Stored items

#####

//! The memory manager runs at two logical levels: "low", where code may
//! block and allocate, and "dispatch", where preemption is disabled and
//! blocking is forbidden.
//!
//! Short sequences that touch per-CPU state or walk another address
//! space's page tables must run at dispatch level. They do so by holding
//! a [`DispatchGuard`], which raises the level on creation and restores
//! it on drop.
//!
//! How preemption is actually disabled is the embedding kernel's
//! business; it registers a pair of hooks once during early boot. Before
//! hooks are registered (or on a host build) the guard only maintains
//! the level bookkeeping.

#![no_std]

#[cfg(test)]
extern crate std;

use core::marker::PhantomData;
use core::sync::atomic::{AtomicUsize, Ordering};
use spin::Once;

/// The logical run level of the current CPU.
#[derive(Clone, Copy, Debug, PartialEq, Eq, PartialOrd, Ord)]
pub enum RunLevel {
    /// Preemptible; may block and allocate.
    Low,
    /// Preemption disabled; must not block.
    Dispatch,
}

static RAISE_HOOK: Once<fn()> = Once::new();
static LOWER_HOOK: Once<fn()> = Once::new();

/// Tracks the nesting depth of dispatch-level guards.
static DISPATCH_DEPTH: AtomicUsize = AtomicUsize::new(0);

/// Registers the preemption disable/enable hooks.
/// Must be called at most once, before any guard is created.
pub fn set_preemption_hooks(disable: fn(), enable: fn()) {
    RAISE_HOOK.call_once(|| disable);
    LOWER_HOOK.call_once(|| enable);
}

/// Returns the current logical run level.
pub fn current_run_level() -> RunLevel {
    if DISPATCH_DEPTH.load(Ordering::Relaxed) == 0 {
        RunLevel::Low
    } else {
        RunLevel::Dispatch
    }
}

/// A scope at dispatch level. Creating one raises the level;
/// dropping it lowers the level back down (once the outermost
/// guard is gone).
///
/// The guard is intentionally `!Send`: the raised level is a
/// property of the current CPU.
pub struct DispatchGuard {
    _not_send: PhantomData<*const ()>,
}

impl DispatchGuard {
    pub fn raise() -> DispatchGuard {
        if DISPATCH_DEPTH.fetch_add(1, Ordering::Acquire) == 0 {
            if let Some(disable) = RAISE_HOOK.get() {
                disable();
            }
        }
        DispatchGuard { _not_send: PhantomData }
    }
}

impl Drop for DispatchGuard {
    fn drop(&mut self) {
        if DISPATCH_DEPTH.fetch_sub(1, Ordering::Release) == 1 {
            if let Some(enable) = LOWER_HOOK.get() {
                enable();
            }
        }
    }
}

#####

▸ **How to complete this task**
Set down the records above once more, exactly as given.

▸ **Exercise response**
//! The memory manager runs at two logical levels: "low", where code may
//! block and allocate, and "dispatch", where preemption is disabled and
//! blocking is forbidden.
//!
//! Short sequences that touch per-CPU state or walk another address
//! space's page tables must run at dispatch level. They do so by holding
//! a [`DispatchGuard`], which raises the level on creation and restores
//! it on drop.
//!
//! How preemption is actually disabled is the embedding kernel's
//! business; it registers a pair of hooks once during early boot. Before
//! hooks are registered (or on a host build) the guard only maintains
//! the level bookkeeping.

#![no_std]

#[cfg(test)]
extern crate std;

use core::marker::PhantomData;
use core::sync::atomic::{AtomicUsize, Ordering};
use spin::Once;

/// The logical run level of the current CPU.
#[derive(Clone, Copy, Debug, PartialEq, Eq, PartialOrd, Ord)]
pub enum RunLevel {
    /// Preemptible; may block and allocate.
    Low,
    /// Preemption disabled; must not block.
    Dispatch,
}

static RAISE_HOOK: Once<fn()> = Once::new();
static LOWER_HOOK: Once<fn()> = Once::new();

/// Tracks the nesting depth of dispatch-level guards.
static DISPATCH_DEPTH: AtomicUsize = AtomicUsize::new(0);

/// Registers the preemption disable/enable hooks.
/// Must be called at most once, before any guard is created.
pub fn set_preemption_hooks(disable: fn(), enable: fn()) {
    RAISE_HOOK.call_once(|| disable);
    LOWER_HOOK.call_once(|| enable);
}

/// Returns the current logical run level.
pub fn current_run_level() -> RunLevel {
    if DISPATCH_DEPTH.load(Ordering::Relaxed) == 0 {
        RunLevel::Low
    } else {
        RunLevel::Dispatch
    }
}

/// A scope at dispatch level. Creating one raises the level;
/// dropping it lowers the level back down (once the outermost
/// guard is gone).
///
/// The guard is intentionally `!Send`: the raised level is a
/// property of the current CPU.
pub struct DispatchGuard {
    _not_send: PhantomData<*const ()>,
}

impl DispatchGuard {
    pub fn raise() -> DispatchGuard {
        if DISPATCH_DEPTH.fetch_add(1, Ordering::Acquire) == 0 {
            if let Some(disable) = RAISE_HOOK.get() {
                disable();
            }
        }
        DispatchGuard { _not_send: PhantomData }
    }
}

impl Drop for DispatchGuard {
    fn drop(&mut self) {
        if DISPATCH_DEPTH.fetch_sub(1, Ordering::Release) == 1 {
            if let Some(enable) = LOWER_HOOK.get() {
                enable();
            }
        }
    }
}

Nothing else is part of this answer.